Fischer – Nesse lugar da Rua de São Bento funcionou a Lusitania Film, que depois foi trespassada à Portugalia Film. Pessoa estava atento a essas mudanças e idealizou que a sede da sua Ecce Film pudesse ser ali porque estavam ali as infraestruturas. Da Ecce Film, a única coisa que temos é a visualização do logotipo que ele próprio criou e a ideia da sede, mas não há descrição da Ecce Film por escrito.
Em que consistia a Cosmopolis?
Ferrari – Era um megaprojeto de Pessoa no qual o cinema entrava, mas um cinema documental, não comercial. A Cosmopolis tinha muitas atividades, que podiam ir da fotografia a edições etc.

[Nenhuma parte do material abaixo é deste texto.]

//! # linkify-core: Detecção de Links em Texto Livre
//!
//! Este crate encontra URLs, e-mails, menções e hashtags embutidos em texto
//! livre, devolvendo uma sequência de segmentos pronta para qualquer
//! renderizador (HTML, terminal, Markdown...).
//!
//! ## Arquitetura do Sistema
//!
//! O reconhecimento acontece em dois autômatos finitos encadeados:
//!
//! 1.  **Entrada**: Texto bruto (`&str`).
//! 2.  **Scanner** ([`scanner`]): um autômato sobre caracteres, construído com o
//!     [`fsm`], divide o texto em tokens primitivos ([`tokens`]) por maior
//!     casamento com retrocesso. Preserva offsets e caixa originais.
//! 3.  **Gramática** ([`grammar`]): um autômato sobre tipos de token compõe
//!     sequências em entidades ([`entity`]). A gramática embutida ([`parser`])
//!     reconhece URLs e e-mails; [`plugins`] acrescentam menções e hashtags.
//! 4.  **Saída**: `Vec<`[`Segment`]`>`, cada segmento um token intocado ou uma
//!     entidade com `href`.
//!
//! A configuração ([`config`]) e os plugins são aplicados uma única vez, no
//! [`LinkifierBuilder`]. O [`Linkifier`] resultante é imutável e pode ser
//! compartilhado entre threads.
//!
//! ## Exemplo de Uso
//!
//! ```rust
//! use linkify_core::{Linkifier, LinkifyConfig, Segment};
//!
//! // 1. Constrói os autômatos (esquemas e plugins vêm da configuração)
//! let linkifier = Linkifier::new(LinkifyConfig::default()).unwrap();
//!
//! // 2. Divide o texto em segmentos
//! let segments = linkifier.tokenize("Fotos do #evento em exemplo.com.br").unwrap();
//!
//! // 3. Renderiza: entidades viram links, o resto passa intacto
//! let html: String = segments
//!     .iter()
//!     .map(|s| match s {
//!         Segment::Entity(e) => format!("<a href=\"{}\">{}</a>", e.href, e.text),
//!         Segment::Token(t) => t.text.clone(),
//!     })
//!     .collect();
//!
//! assert_eq!(
//!     html,
//!     "Fotos do <a href=\"#evento\">#evento</a> em <a href=\"http://exemplo.com.br\">exemplo.com.br</a>"
//! );
//! ```
//!
//! ## Módulos Principais
//!
//! - [`pipeline`]: ciclo de vida builder → linkifier e os modos de análise.
//! - [`scanner`]: primeiro estágio (caracteres → tokens).
//! - [`grammar`]: segundo estágio (tokens → entidades).
//! - [`plugin`]: contrato para estender os dois estágios.

pub mod config;
pub mod corpus;
pub mod entity;
pub mod error;
pub mod fsm;
pub mod grammar;
pub mod parser;
pub mod pipeline;
pub mod plugin;
pub mod plugins;
pub mod scanner;
pub mod tlds;
pub mod tokens;

pub use config::{LinkifyConfig, SchemeSpec};
pub use entity::{Entity, EntityKind, Segment};
pub use error::LinkifyError;
pub use pipeline::{Analysis, Linkifier, LinkifierBuilder, Match, PipelineEvent};
pub use tokens::{Token, TokenKind};
//! # Erros de Configuração e Defeitos de Autômato
//!
//! Erros de configuração (plugin duplicado, transição conflitante) são
//! rejeitados no momento do registro, antes de qualquer varredura. A varredura
//! em si é total: o único erro possível em tempo de execução é
//! [`LinkifyError::MalformedAutomaton`], que indica um autômato mal construído.
//!
//! A rejeição de uma entidade pela validação (ex: domínio com rótulo longo demais)
//! **não** é um erro: os tokens primitivos são devolvidos sem alteração.

use thiserror::Error;

#[derive(Debug, Error)]
pub enum LinkifyError {
    /// Um plugin com este nome já foi registrado neste builder.
    #[error("plugin '{name}' já foi registrado")]
    DuplicatePlugin { name: String },

    /// A configuração cita um plugin que não existe entre os embutidos.
    #[error("plugin desconhecido: '{name}'")]
    UnknownPlugin { name: String },

    /// Duas transições diferentes para a mesma chave `(estado, tipo de token)`.
    #[error("transição conflitante no estado {state} para o token '{kind}'")]
    ConflictingTransition { state: usize, kind: &'static str },

    /// O estado já aceita outro tipo de entidade.
    #[error("estado {state} já aceita '{existing}', não pode aceitar '{requested}'")]
    ConflictingAccept {
        state: usize,
        existing: &'static str,
        requested: &'static str,
    },

    /// Cada estado do scanner tem no máximo uma transição padrão.
    #[error("estado {state} já possui transição padrão")]
    DuplicateDefault { state: usize },

    /// Um tipo de entidade com este nome já existe.
    #[error("entidade '{name}' já foi registrada")]
    DuplicateEntity { name: &'static str },

    #[error("esquema inválido: '{scheme}'")]
    InvalidScheme { scheme: String },

    #[error("padrão de classe de caracteres inválido: {0}")]
    InvalidPattern(#[from] regex::Error),

    #[error("configuração inválida: {0}")]
    InvalidConfig(#[from] serde_json::Error),

    /// Nenhum estado de aceitação foi alcançado a partir desta posição.
    /// Indica um defeito de construção, nunca uma entrada "ruim".
    #[error("autômato mal formado: nenhum estado de aceitação a partir do byte {offset}")]
    MalformedAutomaton { offset: usize },
}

Fischer – Ele pensava na Cosmopolis como um substituto da Sociedade de Propaganda de Portugal, que existia na época e que ele considerava inexistente, inepta, ineficaz. A Cosmopolis não avançou e parte de sua função foi agregada ao Grémio de Cultura Portuguesa, orientado para desenvolver “um estado cultural portuguez independentemente do Estado”, afirmar e “favorecer Portugal” comercialmente.
Ferrari – Sim, mas a preocupação com a grandeza de Portugal passa por diferentes áreas: do comércio à poesia. Quando ele traduz Antero de Quental ou pensa publicar os provérbios em Londres, está a pensar em promover Portugal.

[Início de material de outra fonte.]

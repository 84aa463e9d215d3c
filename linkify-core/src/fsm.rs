//! # Construtor de Autômatos por Caractere
//!
//! O scanner é dirigido por um autômato finito determinístico construído a partir de
//! **literais** (ex: TLDs, esquemas) e **classes de caracteres** (ex: letras, dígitos).
//!
//! ## Representação
//!
//! Os estados vivem em uma arena (`Vec<CharState>`) e as transições guardam apenas
//! índices ([`StateId`]). Ciclos (laços para classes repetíveis, prefixos
//! compartilhados) são apenas índices repetidos: não existe posse entre estados.
//!
//! ## Precedência das transições
//!
//! Em cada estado, para uma unidade de entrada:
//! 1. transição **literal** exata;
//! 2. primeira transição de **classe** cujo predicado casa (na ordem de inserção);
//! 3. transição **padrão** (no máximo uma por estado).
//!
//! ## Ciclo de vida
//!
//! [`AutomatonBuilder`] é mutável; [`AutomatonBuilder::freeze`] produz um
//! [`CharAutomaton`] imutável, que pode ser lido por várias threads sem trava.
//!
//! ```rust
//! use linkify_core::fsm::{AutomatonBuilder, CharClass};
//! use linkify_core::tokens::TokenKind;
//!
//! let mut fsm = AutomatonBuilder::new();
//! let start = fsm.state();
//! let word = fsm.accepting(TokenKind::WORD);
//! fsm.class(start, CharClass::AsciiLetter, word);
//! fsm.class(word, CharClass::AsciiLetter, word);
//!
//! let automaton = fsm.freeze(start);
//! let next = automaton.step(automaton.start(), 'a').unwrap();
//! assert_eq!(automaton.accepts(next), Some(TokenKind::WORD));
//! ```

use std::collections::HashMap;

use regex::Regex;

use crate::error::LinkifyError;
use crate::tokens::TokenKind;

/// Índice de um estado na arena do autômato.
#[derive(Debug, Clone, Copy, PartialEq, Eq, Hash)]
pub struct StateId(usize);

impl StateId {
    pub fn index(&self) -> usize {
        self.0
    }
}

/// Predicado sobre uma unidade de varredura.
#[derive(Debug, Clone)]
pub enum CharClass {
    /// `a-z` (a entrada já chega com letras ASCII em minúsculas).
    AsciiLetter,
    /// `0-9`.
    Digit,
    /// Espaço em branco Unicode (inclui `\n`, mas literais vêm antes).
    Space,
    /// Expressão regular ancorada que deve casar a unidade inteira.
    Pattern(Regex),
}

impl CharClass {
    /// Compila uma classe a partir de uma expressão regular (ex: `\p{Emoji}`).
    pub fn pattern(pattern: &str) -> Result<Self, LinkifyError> {
        let anchored = Regex::new(&format!("^(?:{pattern})$"))?;
        Ok(CharClass::Pattern(anchored))
    }

    /// Letras Unicode (categoria geral `L`). Marcas combinantes não entram.
    pub fn letter() -> Result<Self, LinkifyError> {
        Self::pattern(r"\p{L}")
    }

    pub fn matches(&self, unit: char) -> bool {
        match self {
            CharClass::AsciiLetter => unit.is_ascii_lowercase(),
            CharClass::Digit => unit.is_ascii_digit(),
            CharClass::Space => unit.is_whitespace(),
            CharClass::Pattern(regex) => {
                let mut buf = [0u8; 4];
                regex.is_match(unit.encode_utf8(&mut buf))
            }
        }
    }
}

/// Um nó do autômato.
#[derive(Debug, Clone, Default)]
struct CharState {
    accepts: Option<TokenKind>,
    literals: HashMap<char, StateId>,
    classes: Vec<(CharClass, StateId)>,
    fallback: Option<StateId>,
}

/// Fase mutável: cria estados e transições.
#[derive(Debug, Clone, Default)]
pub struct AutomatonBuilder {
    states: Vec<CharState>,
}

impl AutomatonBuilder {
    pub fn new() -> Self {
        Self { states: Vec::new() }
    }

    /// Cria um estado que não aceita.
    pub fn state(&mut self) -> StateId {
        self.states.push(CharState::default());
        StateId(self.states.len() - 1)
    }

    /// Cria um estado de aceitação que emite `kind`.
    pub fn accepting(&mut self, kind: TokenKind) -> StateId {
        let id = self.state();
        self.states[id.0].accepts = Some(kind);
        id
    }

    pub fn accepts(&self, state: StateId) -> Option<TokenKind> {
        self.states[state.0].accepts
    }

    pub fn set_accepts(&mut self, state: StateId, kind: TokenKind) {
        self.states[state.0].accepts = Some(kind);
    }

    /// Transição literal exata, substituindo uma anterior para a mesma unidade.
    pub fn literal(&mut self, from: StateId, unit: char, to: StateId) {
        self.states[from.0].literals.insert(unit, to);
    }

    /// Destino da transição literal, se existir.
    pub fn literal_target(&self, from: StateId, unit: char) -> Option<StateId> {
        self.states[from.0].literals.get(&unit).copied()
    }

    /// Segue a transição literal existente ou cria uma nova com `make`.
    pub fn literal_or_insert<F>(&mut self, from: StateId, unit: char, make: F) -> StateId
    where
        F: FnOnce(&mut Self) -> StateId,
    {
        if let Some(existing) = self.literal_target(from, unit) {
            return existing;
        }
        let next = make(self);
        self.literal(from, unit, next);
        next
    }

    /// Várias transições literais de uma vez (ex: pontuação).
    pub fn batch<I>(&mut self, from: StateId, transitions: I)
    where
        I: IntoIterator<Item = (char, StateId)>,
    {
        for (unit, to) in transitions {
            self.literal(from, unit, to);
        }
    }

    /// Acrescenta uma transição de classe; as anteriores têm prioridade.
    pub fn class(&mut self, from: StateId, class: CharClass, to: StateId) {
        self.states[from.0].classes.push((class, to));
    }

    /// Define a transição padrão (fallback), a última tentada.
    pub fn fallback(&mut self, from: StateId, to: StateId) -> Result<(), LinkifyError> {
        let state = &mut self.states[from.0];
        if state.fallback.is_some() {
            return Err(LinkifyError::DuplicateDefault { state: from.0 });
        }
        state.fallback = Some(to);
        Ok(())
    }

    /// Insere `literal` como uma cadeia de transições a partir de `start`.
    ///
    /// Prefixos já presentes são reaproveitados (compartilhamento de prefixos entre
    /// TLDs como `co` e `com`); estados intermediários novos vêm de `continuation`;
    /// a última unidade aponta para `end`.
    ///
    /// Se o literal inteiro já existia como caminho, o estado final existente é
    /// devolvido no lugar de `end`. Ele só passa a aceitar o tipo de `end` quando
    /// ainda não aceitava nada ou aceitava uma palavra genérica (`WORD`, `UWORD`)
    /// e `end` traz um tipo específico. Um tipo específico nunca é trocado: o
    /// primeiro literal registrado prevalece.
    ///
    /// `chain` não acrescenta a `end` a transição que degrada o literal numa
    /// palavra mais longa; quem chama passa um `end` que já a tem (ver
    /// [`crate::scanner::ScannerBuilder::word_state`]).
    ///
    /// Retorna o estado onde a cadeia terminou.
    pub fn chain<F>(&mut self, start: StateId, literal: &str, end: StateId, mut continuation: F) -> StateId
    where
        F: FnMut(&mut Self) -> StateId,
    {
        let units: Vec<char> = literal.chars().map(|c| c.to_ascii_lowercase()).collect();
        let Some((&last, prefix)) = units.split_last() else {
            return start;
        };

        let mut state = start;
        for &unit in prefix {
            state = match self.literal_target(state, unit) {
                Some(next) => next,
                None => {
                    let next = continuation(self);
                    self.literal(state, unit, next);
                    next
                }
            };
        }

        match self.literal_target(state, last) {
            Some(existing) => {
                if let Some(kind) = self.accepts(end) {
                    let upgradable = self.accepts(existing).map_or(true, is_generic);
                    if existing != end && upgradable && !is_generic(kind) {
                        self.set_accepts(existing, kind);
                    }
                }
                existing
            }
            None => {
                self.literal(state, last, end);
                end
            }
        }
    }

    pub fn len(&self) -> usize {
        self.states.len()
    }

    pub fn is_empty(&self) -> bool {
        self.states.is_empty()
    }

    /// Encerra a fase de construção.
    pub fn freeze(self, start: StateId) -> CharAutomaton {
        CharAutomaton {
            states: self.states,
            start,
        }
    }
}

fn is_generic(kind: TokenKind) -> bool {
    kind == TokenKind::WORD || kind == TokenKind::UWORD
}

/// Autômato congelado: somente leitura, `Send + Sync`.
#[derive(Debug, Clone)]
pub struct CharAutomaton {
    states: Vec<CharState>,
    start: StateId,
}

impl CharAutomaton {
    pub fn start(&self) -> StateId {
        self.start
    }

    /// Próximo estado para `unit`: literal, depois classes, depois padrão.
    pub fn step(&self, from: StateId, unit: char) -> Option<StateId> {
        let state = &self.states[from.0];
        if let Some(next) = state.literals.get(&unit) {
            return Some(*next);
        }
        state
            .classes
            .iter()
            .find(|(class, _)| class.matches(unit))
            .map(|(_, next)| *next)
            .or(state.fallback)
    }

    pub fn accepts(&self, state: StateId) -> Option<TokenKind> {
        self.states[state.0].accepts
    }

    pub fn len(&self) -> usize {
        self.states.len()
    }

    pub fn is_empty(&self) -> bool {
        self.states.is_empty()
    }
}

#[cfg(test)]
mod tests {
    use super::*;

    fn walk(automaton: &CharAutomaton, input: &str) -> Option<StateId> {
        input
            .chars()
            .try_fold(automaton.start(), |state, c| automaton.step(state, c))
    }

    #[test]
    fn test_literal_beats_class_beats_default() {
        let mut fsm = AutomatonBuilder::new();
        let start = fsm.state();
        let lit = fsm.accepting(TokenKind::AT);
        let cls = fsm.accepting(TokenKind::WORD);
        let def = fsm.accepting(TokenKind::SYM);
        fsm.class(start, CharClass::AsciiLetter, cls);
        fsm.literal(start, 'a', lit);
        fsm.fallback(start, def).unwrap();

        let automaton = fsm.freeze(start);
        assert_eq!(automaton.step(start, 'a'), Some(lit));
        assert_eq!(automaton.step(start, 'b'), Some(cls));
        assert_eq!(automaton.step(start, '€'), Some(def));
    }

    #[test]
    fn test_first_matching_class_wins() {
        let mut fsm = AutomatonBuilder::new();
        let start = fsm.state();
        let digit = fsm.accepting(TokenKind::NUM);
        let letter = fsm.accepting(TokenKind::UWORD);
        fsm.class(start, CharClass::Digit, digit);
        fsm.class(start, CharClass::pattern(r"[0-9a-z]").unwrap(), letter);

        let automaton = fsm.freeze(start);
        assert_eq!(automaton.step(start, '7'), Some(digit));
        assert_eq!(automaton.step(start, 'q'), Some(letter));
    }

    #[test]
    fn test_second_default_is_rejected() {
        let mut fsm = AutomatonBuilder::new();
        let start = fsm.state();
        let sym = fsm.accepting(TokenKind::SYM);
        fsm.fallback(start, sym).unwrap();
        let err = fsm.fallback(start, sym).unwrap_err();
        assert!(matches!(err, LinkifyError::DuplicateDefault { state } if state == start.index()));
    }

    #[test]
    fn test_chain_shares_prefixes() {
        let mut fsm = AutomatonBuilder::new();
        let start = fsm.state();
        let co = fsm.accepting(TokenKind::TLD);
        let com = fsm.accepting(TokenKind::TLD);

        fsm.chain(start, "co", co, |f| f.accepting(TokenKind::WORD));
        let before = fsm.len();
        fsm.chain(start, "com", com, |f| f.accepting(TokenKind::WORD));
        // "c" e "o" foram reaproveitados: nenhum estado intermediário novo
        assert_eq!(fsm.len(), before);

        let automaton = fsm.freeze(start);
        assert_eq!(walk(&automaton, "co"), Some(co));
        assert_eq!(walk(&automaton, "com"), Some(com));
    }

    #[test]
    fn test_chain_upgrades_existing_path() {
        let mut fsm = AutomatonBuilder::new();
        let start = fsm.state();
        let com = fsm.accepting(TokenKind::TLD);
        let co = fsm.accepting(TokenKind::TLD);

        // Ordem inversa: "com" primeiro cria "co" como intermediário
        fsm.chain(start, "com", com, |f| f.accepting(TokenKind::WORD));
        let reached = fsm.chain(start, "co", co, |f| f.accepting(TokenKind::WORD));
        assert_ne!(reached, co);
        assert_eq!(fsm.accepts(reached), Some(TokenKind::TLD));
    }

    #[test]
    fn test_chain_never_replaces_specific_kind() {
        let mut fsm = AutomatonBuilder::new();
        let start = fsm.state();
        let ms = fsm.accepting(TokenKind::TLD);
        fsm.chain(start, "ms", ms, |f| f.accepting(TokenKind::WORD));

        // Uma palavra genérica não rebaixa o TLD
        let word = fsm.accepting(TokenKind::WORD);
        assert_eq!(fsm.chain(start, "ms", word, |f| f.state()), ms);
        assert_eq!(fsm.accepts(ms), Some(TokenKind::TLD));

        // Outro tipo específico também não o substitui
        let scheme = fsm.accepting(TokenKind::SLASH_SCHEME);
        assert_eq!(fsm.chain(start, "ms", scheme, |f| f.state()), ms);
        assert_eq!(fsm.accepts(ms), Some(TokenKind::TLD));
    }

    #[test]
    fn test_chain_upgrades_non_accepting_path() {
        let mut fsm = AutomatonBuilder::new();
        let start = fsm.state();
        let end = fsm.accepting(TokenKind::SCHEME);
        fsm.chain(start, "abc", end, |f| f.state());

        let ab = fsm.accepting(TokenKind::LOCALHOST);
        let reached = fsm.chain(start, "ab", ab, |f| f.state());
        assert_eq!(fsm.accepts(reached), Some(TokenKind::LOCALHOST));
    }

    #[test]
    fn test_letter_class_is_general_category_l() {
        let letter = CharClass::letter().unwrap();
        assert!(letter.matches('ж'));
        assert!(letter.matches('中'));
        // Sinal de vogal (Mc) e numeral romano (Nl) são alfabéticos, mas não letras
        assert!('\u{093e}'.is_alphabetic());
        assert!(!letter.matches('\u{093e}'));
        assert!(!letter.matches('Ⅻ'));
        assert!(!letter.matches('7'));
    }

    #[test]
    fn test_chain_is_case_insensitive() {
        let mut fsm = AutomatonBuilder::new();
        let start = fsm.state();
        let end = fsm.accepting(TokenKind::SCHEME);
        fsm.chain(start, "MailTo", end, |f| f.state());

        let automaton = fsm.freeze(start);
        assert_eq!(walk(&automaton, "mailto"), Some(end));
    }

    #[test]
    fn test_pattern_class_matches_single_unit() {
        let emoji = CharClass::pattern(r"\p{Emoji}").unwrap();
        assert!(emoji.matches('😀'));
        assert!(!emoji.matches('a'));
        assert!(CharClass::pattern("(").is_err());
    }
}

O Grémio também deveria fazer “propaganda da boa literatura e arte brasileira na Europa” e “prevenir a desnacionalização cultural do Brasil”, por exemplo. Pessoa estava atento ao que se passava no Brasil nessa área?
Ferrari – Sabemos, por exemplo, que a revista Orpheu teve uma parte de sua gênese no Brasil (destinava-se aos escritores de Portugal e do Brasil). E teve dois colaboradores brasileiros – Ronald de Carvalho e Eduardo Guimarães. Na biblioteca particular constam, por outro lado, obras oferecidas por José Osório de Oliveira, como Literatura Brasileira e Espelho do Brasil.
Poderíamos ainda falar, entre outros, de livros como Os Sentidos e a Emoção Nalguns Poetas Portuguezes e Brasileiros, de António Maria de Bettencourt Rodrigues, e de um número da revista de arte e pensamento Terra de Sol, editada no Rio de Janeiro.
Fischer – Penso que há aqui matéria para ser investigada, sem dúvida, mas não podemos adiantar conclusões.
Claudia Fischer é pesquisadora no Centro de Estudos Comparatistas na Faculdade de Letras da Universidade de Lisboa, onde também leciona literatura alemã (no Departamento de Estudos Germanísticos).
Patricio Ferrari tem mestrado em literatura comparada pela Universidade de Sorbonne, em Paris, e conclui doutorado em linguística portuguesa na Universidade de Lisboa. Desenvolve trabalho em torno da biblioteca, do arquivo e do espólio de Fernando Pessoa.
A entrevista foi feita na casa de Claudia Fischer. Ferrari, que está em Londres no momento, participou via Skype.